Please copy every line of the records below that holds the word "usize".

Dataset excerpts

-*-

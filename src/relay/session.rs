//! Relay session for one network.
//!
//! A [`Session`] owns the lifecycle of one configured network:
//! connection state, the nick it currently holds, its behavior variant
//! and, for NickServ modes, the reclamation state machine. It consumes
//! [`Event`]s one at a time and talks to the network through a
//! [`Transport`] and to the other networks through the [`Communicator`].

use std::sync::Arc;

use tracing::{debug, info, warn};

use super::behavior::{strip_metadata, Behavior};
use super::communicator::{Communicator, SessionHandle};
use super::event::Event;
use super::reclaim::ReclaimState;
use super::transport::Transport;
use crate::config::NetworkConfig;
use crate::irc::Command;
use crate::{RelayError, Result};

/// Longest nickname RFC 2812 guarantees servers accept.
const RFC_MAX_NICK_LENGTH: usize = 9;

/// Connection lifecycle of a session.
#[derive(Debug, Clone, Copy, PartialEq, Eq, Default)]
pub enum SessionState {
    /// No connection; the runner will schedule a new attempt.
    #[default]
    Disconnected,
    /// Connecting or registering.
    Connecting,
    /// Registered with the server, channel not joined yet.
    Connected,
    /// In the channel and registered with the communicator.
    Joined,
}

/// Relay session for one network.
pub struct Session {
    config: NetworkConfig,
    identifier: String,
    behavior: Behavior,
    communicator: Arc<Communicator>,
    state: SessionState,
    nickname: String,
    transport: Option<Arc<dyn Transport>>,
    reclaim: Option<ReclaimState>,
}

impl Session {
    /// Create a session for a configured network.
    pub fn new(config: NetworkConfig, communicator: Arc<Communicator>) -> Self {
        let identifier = config.identifier();
        info!(
            network = %identifier,
            "IRC relay created. Name: {} | Host: {} | Channel: {} | Mode: {}",
            config.nickname, config.host, config.channel, config.mode
        );
        if config.nickname.len() > RFC_MAX_NICK_LENGTH {
            warn!(
                network = %identifier,
                "Nickname {} is {} characters long, which exceeds the RFC maximum of {} characters. This may cause connection problems.",
                config.nickname,
                config.nickname.len(),
                RFC_MAX_NICK_LENGTH
            );
        }

        Self {
            behavior: config.mode.behavior(),
            nickname: config.nickname.clone(),
            identifier,
            config,
            communicator,
            state: SessionState::Disconnected,
            transport: None,
            reclaim: None,
        }
    }

    /// Get the registry identifier.
    pub fn identifier(&self) -> &str {
        &self.identifier
    }

    /// Get the network configuration.
    pub fn config(&self) -> &NetworkConfig {
        &self.config
    }

    /// Get the behavior variant.
    pub fn behavior(&self) -> Behavior {
        self.behavior
    }

    /// Get the current state.
    pub fn state(&self) -> SessionState {
        self.state
    }

    /// Get the nick currently held on the network.
    pub fn nickname(&self) -> &str {
        &self.nickname
    }

    /// Get the reclamation state, if this variant reclaims nicks.
    pub fn reclaim(&self) -> Option<&ReclaimState> {
        self.reclaim.as_ref()
    }

    /// Whether heartbeat pings should be sent.
    pub fn heartbeat_active(&self) -> bool {
        matches!(self.state, SessionState::Connected | SessionState::Joined)
    }

    /// Whether the reclamation poll timer should be running.
    pub fn reclaim_polling(&self) -> bool {
        self.reclaim.as_ref().is_some_and(ReclaimState::is_polling)
    }

    /// A connection attempt is starting.
    pub fn begin_connect(&mut self) {
        debug!(network = %self.identifier, "Connecting to {}:{}", self.config.host, self.config.port);
        self.state = SessionState::Connecting;
    }

    /// The link is up; outbound commands now go to `transport`.
    pub fn attach(&mut self, transport: Arc<dyn Transport>) {
        self.transport = Some(transport);
    }

    /// Format a raw nick or prefix for display.
    pub fn format_nick<'a>(&self, raw: &'a str) -> &'a str {
        self.behavior.nick_format.apply(raw)
    }

    /// Relay `message` to every other joined network.
    pub fn relay(&self, message: &str) -> usize {
        self.communicator.relay(&self.identifier, message)
    }

    /// Send `message` to our channel. Read-only variants drop it.
    pub fn say_to_channel(&self, message: &str) -> Result<()> {
        match self.session_handle() {
            Some(handle) => handle.say_to_channel(message),
            None => Err(RelayError::ChannelClosed(self.identifier.clone())),
        }
    }

    /// Leave the network: QUIT, unregister and drop the connection.
    pub fn shutdown(&mut self, reason: &str) {
        if self.transport.is_some() {
            self.send(Command::Quit(Some(reason.to_string())));
        }
        self.disconnect();
    }

    /// Handle one event to completion.
    pub fn handle(&mut self, event: Event) {
        match event {
            Event::Connected { nickname } => self.on_connected(nickname),
            Event::Disconnected { reason } => {
                info!(network = %self.identifier, "Connection lost ({}), unregistering.", reason);
                self.disconnect();
            }
            Event::Joined { channel } => self.on_joined(&channel),
            Event::Kicked {
                channel,
                kicker,
                message,
            } => {
                if !self.is_our_channel(&channel) {
                    return;
                }
                info!(network = %self.identifier, "Kicked by {}. Message \"{}\"", kicker, message);
                self.shutdown("Kicked");
            }
            Event::Privmsg { user, target, text } => self.on_privmsg(&user, &target, &text),
            Event::Action { user, target, text } => {
                if self.is_our_channel(&target) {
                    self.relay(&format!("* {} {}", self.format_nick(&user), text));
                }
            }
            Event::UserJoined { user, channel } => {
                if self.is_our_channel(&channel) {
                    self.relay_presence(format!("{} joined.", self.format_nick(&user)));
                }
            }
            Event::UserLeft { user, channel } => {
                if self.is_our_channel(&channel) {
                    self.relay_presence(format!("{} left.", self.format_nick(&user)));
                }
            }
            Event::UserQuit { user, message } => {
                self.relay_presence(format!("{} quit. ({})", self.format_nick(&user), message));
            }
            Event::UserRenamed { old, new } => {
                self.relay_presence(format!(
                    "{} is now known as {}.",
                    self.format_nick(&old),
                    self.format_nick(&new)
                ));
            }
            Event::NickChanged { nickname } => {
                info!(network = %self.identifier, "Nick changed from {} to {}.", self.nickname, nickname);
                self.nickname = nickname;
                let joined = self.state == SessionState::Joined;
                if let Some(reclaim) = self.reclaim.as_mut() {
                    let commands = reclaim.on_nick_changed(&self.nickname, joined);
                    self.send_all(commands);
                }
            }
            Event::Notice { user, target, text } => {
                debug!(network = %self.identifier, "Received notice \"{}\" from {} to {}.", text, user, target);
                if let Some(reclaim) = self.reclaim.as_mut() {
                    let commands = reclaim.on_notice(&user, &text);
                    self.send_all(commands);
                }
            }
            Event::HeartbeatTick => {
                if self.heartbeat_active() {
                    self.send(Command::Ping(self.config.host.clone()));
                }
            }
            Event::ReclaimPoll => {
                if let Some(reclaim) = self.reclaim.as_mut() {
                    let commands = reclaim.on_poll();
                    self.send_all(commands);
                }
            }
        }
    }

    fn on_connected(&mut self, nickname: String) {
        info!(network = %self.identifier, "Connected to network as {}.", nickname);
        self.nickname = nickname;
        self.state = SessionState::Connected;
        self.reclaim = match (&self.config.nickserv_password, self.behavior.reclaim) {
            (Some(password), true) => Some(ReclaimState::new(
                self.config.nickname.as_str(),
                self.nickname.as_str(),
                password.as_str(),
            )),
            _ => None,
        };
        self.send(Command::Join(self.config.channel.clone()));
    }

    fn on_joined(&mut self, channel: &str) {
        if !self.is_our_channel(channel) {
            debug!(network = %self.identifier, "Joined unexpected channel {}", channel);
            return;
        }
        let Some(handle) = self.session_handle() else {
            warn!(network = %self.identifier, "Join confirmed without a connection");
            return;
        };

        info!(network = %self.identifier, "Joined channel {}, registering.", channel);
        self.state = SessionState::Joined;
        self.communicator.register(handle);

        if let Some(reclaim) = self.reclaim.as_mut() {
            let commands = reclaim.evaluate();
            self.send_all(commands);
        }
    }

    fn on_privmsg(&mut self, user: &str, target: &str, text: &str) {
        if target.eq_ignore_ascii_case(&self.nickname) {
            info!(network = %self.identifier, "Received privmsg from {}.", user);
            self.send(Command::privmsg(strip_metadata(user), self.config.info.as_str()));
            return;
        }
        if !self.is_our_channel(target) {
            return;
        }

        self.relay(&format!("[{}] {}", self.format_nick(user), text));

        // Anyone addressing the bot in the channel gets the info text, and
        // the other networks see the answer too.
        if text.starts_with(&format!("{}:", self.nickname)) {
            if let Err(e) = self.say_to_channel(&self.config.info) {
                warn!(network = %self.identifier, "Failed to answer in channel: {}", e);
            }
            self.relay(&format!(
                "[{}] {}",
                self.format_nick(&self.nickname),
                self.config.info
            ));
        }
    }

    fn relay_presence(&self, message: String) {
        if self.behavior.relay_presence {
            self.relay(&message);
        }
    }

    fn is_our_channel(&self, channel: &str) -> bool {
        channel.eq_ignore_ascii_case(&self.config.channel)
    }

    fn session_handle(&self) -> Option<SessionHandle> {
        self.transport.as_ref().map(|transport| {
            SessionHandle::new(
                self.identifier.as_str(),
                self.config.channel.as_str(),
                self.behavior.outbound,
                Arc::clone(transport),
            )
        })
    }

    fn disconnect(&mut self) {
        self.communicator.unregister(&self.identifier);
        self.state = SessionState::Disconnected;
        self.transport = None;
        self.reclaim = None;
    }

    fn send(&self, command: Command) {
        match &self.transport {
            Some(transport) => {
                if let Err(e) = transport.send(command) {
                    warn!(network = %self.identifier, "Failed to send command: {}", e);
                }
            }
            None => debug!(network = %self.identifier, "Not connected, dropping {:?}", command),
        }
    }

    fn send_all(&self, commands: Vec<Command>) {
        for command in commands {
            self.send(command);
        }
    }
}
//! Runner tests against a scripted IRC server on localhost.

mod common;

use std::sync::Arc;

use tokio::net::TcpListener;
use tokio::sync::watch;
use tokio::time::timeout;

use common::{eventually, network, FakeServerConn, RecordingTransport, DEFAULT_TIMEOUT};
use relaybot::{Communicator, Config, Mode, Runner, SessionHandle};

async fn listener() -> (TcpListener, u16) {
    let listener = TcpListener::bind("127.0.0.1:0").await.unwrap();
    let port = listener.local_addr().unwrap().port();
    (listener, port)
}

fn fast_reconnect() -> Config {
    let mut config = Config::default();
    config.reconnect.initial_delay_secs = 0.1;
    config.reconnect.max_delay_secs = 0.5;
    config.reconnect.jitter = 0.0;
    config
}

/// Register a recording peer network so relayed lines can be observed.
fn observer(communicator: &Communicator) -> Arc<RecordingTransport> {
    let transport = Arc::new(RecordingTransport::default());
    communicator.register(SessionHandle::new("observer", "#peer", true, transport.clone()));
    transport
}

#[tokio::test]
async fn test_runner_relays_and_quits() {
    let (listener, port) = listener().await;
    let communicator = Arc::new(Communicator::new());
    let peer = observer(&communicator);
    let (shutdown_tx, shutdown_rx) = watch::channel(false);

    let runner = Runner::for_network(
        network("local", "127.0.0.1", port, "#x", Mode::Default),
        &fast_reconnect(),
        Arc::clone(&communicator),
        shutdown_rx,
    );
    let identifier = runner.session().identifier().to_string();
    let task = tokio::spawn(runner.run());

    let mut server = FakeServerConn::accept(&listener).await;
    assert_eq!(server.read_line().await.as_deref(), Some("NICK relay"));
    server.welcome("relay", "#x").await;

    assert!(eventually(|| communicator.is_registered(&identifier)).await);

    server.send("PING :keepalive").await;
    assert_eq!(server.expect_line("PONG").await, "PONG :keepalive");

    server.send(":alice!a@host PRIVMSG #x :hello from local").await;
    assert!(eventually(|| peer.messages_to("#peer") == vec!["[alice] hello from local"]).await);

    shutdown_tx.send(true).unwrap();
    assert_eq!(server.expect_line("QUIT").await, "QUIT :Shutting down");

    timeout(DEFAULT_TIMEOUT, task).await.unwrap().unwrap();
    assert!(!communicator.is_registered(&identifier));
}

#[tokio::test]
async fn test_runner_reconnects_after_server_drop() {
    let (listener, port) = listener().await;
    let communicator = Arc::new(Communicator::new());
    let (shutdown_tx, shutdown_rx) = watch::channel(false);

    let runner = Runner::for_network(
        network("local", "127.0.0.1", port, "#x", Mode::Default),
        &fast_reconnect(),
        Arc::clone(&communicator),
        shutdown_rx,
    );
    let identifier = runner.session().identifier().to_string();
    let task = tokio::spawn(runner.run());

    let mut first = FakeServerConn::accept(&listener).await;
    first.welcome("relay", "#x").await;
    assert!(eventually(|| communicator.is_registered(&identifier)).await);

    drop(first);
    assert!(eventually(|| !communicator.is_registered(&identifier)).await);

    let mut second = FakeServerConn::accept(&listener).await;
    second.welcome("relay", "#x").await;
    assert!(eventually(|| communicator.is_registered(&identifier)).await);

    shutdown_tx.send(true).unwrap();
    timeout(DEFAULT_TIMEOUT, task).await.unwrap().unwrap();
}

#[tokio::test]
async fn test_runner_rejoins_after_kick() {
    let (listener, port) = listener().await;
    let communicator = Arc::new(Communicator::new());
    let (shutdown_tx, shutdown_rx) = watch::channel(false);

    let runner = Runner::for_network(
        network("local", "127.0.0.1", port, "#x", Mode::Default),
        &fast_reconnect(),
        Arc::clone(&communicator),
        shutdown_rx,
    );
    let identifier = runner.session().identifier().to_string();
    let task = tokio::spawn(runner.run());

    let mut first = FakeServerConn::accept(&listener).await;
    first.welcome("relay", "#x").await;
    assert!(eventually(|| communicator.is_registered(&identifier)).await);

    first.send(":op!o@host KICK #x relay :go away").await;
    assert_eq!(first.expect_line("QUIT").await, "QUIT :Kicked");
    assert!(!communicator.is_registered(&identifier));

    let mut second = FakeServerConn::accept(&listener).await;
    second.welcome("relay", "#x").await;
    assert!(eventually(|| communicator.is_registered(&identifier)).await);

    shutdown_tx.send(true).unwrap();
    timeout(DEFAULT_TIMEOUT, task).await.unwrap().unwrap();
}

#[tokio::test]
async fn test_runner_retries_when_server_never_welcomes() {
    let (listener, port) = listener().await;
    let communicator = Arc::new(Communicator::new());
    let (shutdown_tx, shutdown_rx) = watch::channel(false);

    let mut config = network("silent", "127.0.0.1", port, "#x", Mode::Default);
    config.connect_timeout = std::time::Duration::from_secs(1);
    let runner = Runner::for_network(
        config,
        &fast_reconnect(),
        Arc::clone(&communicator),
        shutdown_rx,
    );
    let identifier = runner.session().identifier().to_string();
    let task = tokio::spawn(runner.run());

    // Accept and stay silent; the socket is kept open.
    let mut silent = FakeServerConn::accept(&listener).await;
    silent.expect_line("USER ").await;

    let mut second = FakeServerConn::accept(&listener).await;
    second.welcome("relay", "#x").await;
    assert!(eventually(|| communicator.is_registered(&identifier)).await);

    shutdown_tx.send(true).unwrap();
    timeout(DEFAULT_TIMEOUT, task).await.unwrap().unwrap();
    drop(silent);
}

#[tokio::test]
async fn test_runner_stops_while_waiting_to_reconnect() {
    // Nothing listens on this port.
    let port = {
        let (listener, port) = listener().await;
        drop(listener);
        port
    };
    let communicator = Arc::new(Communicator::new());
    let (shutdown_tx, shutdown_rx) = watch::channel(false);

    let mut config = Config::default();
    config.reconnect.initial_delay_secs = 60.0;
    config.reconnect.jitter = 0.0;
    let runner = Runner::for_network(
        network("gone", "127.0.0.1", port, "#x", Mode::Default),
        &config,
        Arc::clone(&communicator),
        shutdown_rx,
    );
    let task = tokio::spawn(runner.run());

    tokio::time::sleep(std::time::Duration::from_millis(200)).await;
    shutdown_tx.send(true).unwrap();
    timeout(DEFAULT_TIMEOUT, task).await.unwrap().unwrap();
    assert!(communicator.is_empty());
}
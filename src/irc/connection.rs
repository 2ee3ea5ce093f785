//! TCP and TLS connection setup.

use std::sync::Arc;
use std::time::Duration;

use tokio::io::{AsyncRead, AsyncWrite};
use tokio::net::TcpStream;
use tokio_rustls::rustls;
use tokio_rustls::rustls::pki_types::ServerName;
use tokio_rustls::TlsConnector;
use tracing::debug;

use crate::{RelayError, Result};

/// Byte stream an IRC connection runs over, plain or TLS.
pub trait IrcStream: AsyncRead + AsyncWrite + Send + Unpin {}

impl<T: AsyncRead + AsyncWrite + Send + Unpin> IrcStream for T {}

/// Boxed stream returned by [`connect`].
pub type BoxedStream = Box<dyn IrcStream>;

/// Open a connection to `host:port`, optionally wrapped in TLS.
///
/// The whole attempt, including the TLS handshake, is bounded by `timeout`.
pub async fn connect(host: &str, port: u16, use_tls: bool, timeout: Duration) -> Result<BoxedStream> {
    tokio::time::timeout(timeout, establish(host, port, use_tls))
        .await
        .map_err(|_| RelayError::Timeout(timeout.as_secs()))?
}

async fn establish(host: &str, port: u16, use_tls: bool) -> Result<BoxedStream> {
    let tcp = TcpStream::connect((host, port))
        .await
        .map_err(|e| RelayError::Connection(format!("{}:{}: {}", host, port, e)))?;
    debug!("TCP connected to {}:{}", host, port);

    if !use_tls {
        return Ok(Box::new(tcp));
    }

    let connector = TlsConnector::from(Arc::new(tls_config()));
    let server_name = ServerName::try_from(host.to_string())
        .map_err(|e| RelayError::Tls(format!("invalid server name {}: {}", host, e)))?;
    let tls = connector
        .connect(server_name, tcp)
        .await
        .map_err(|e| RelayError::Tls(format!("handshake with {} failed: {}", host, e)))?;
    debug!("TLS established with {}", host);

    Ok(Box::new(tls))
}

/// Client configuration trusting the Mozilla root set.
fn tls_config() -> rustls::ClientConfig {
    let root_store =
        rustls::RootCertStore::from_iter(webpki_roots::TLS_SERVER_ROOTS.iter().cloned());
    rustls::ClientConfig::builder()
        .with_root_certificates(root_store)
        .with_no_client_auth()
}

-*-

**ANSWER SPACE:**
const RFC_MAX_NICK_LENGTH: usize = 9;
    pub fn relay(&self, message: &str) -> usize {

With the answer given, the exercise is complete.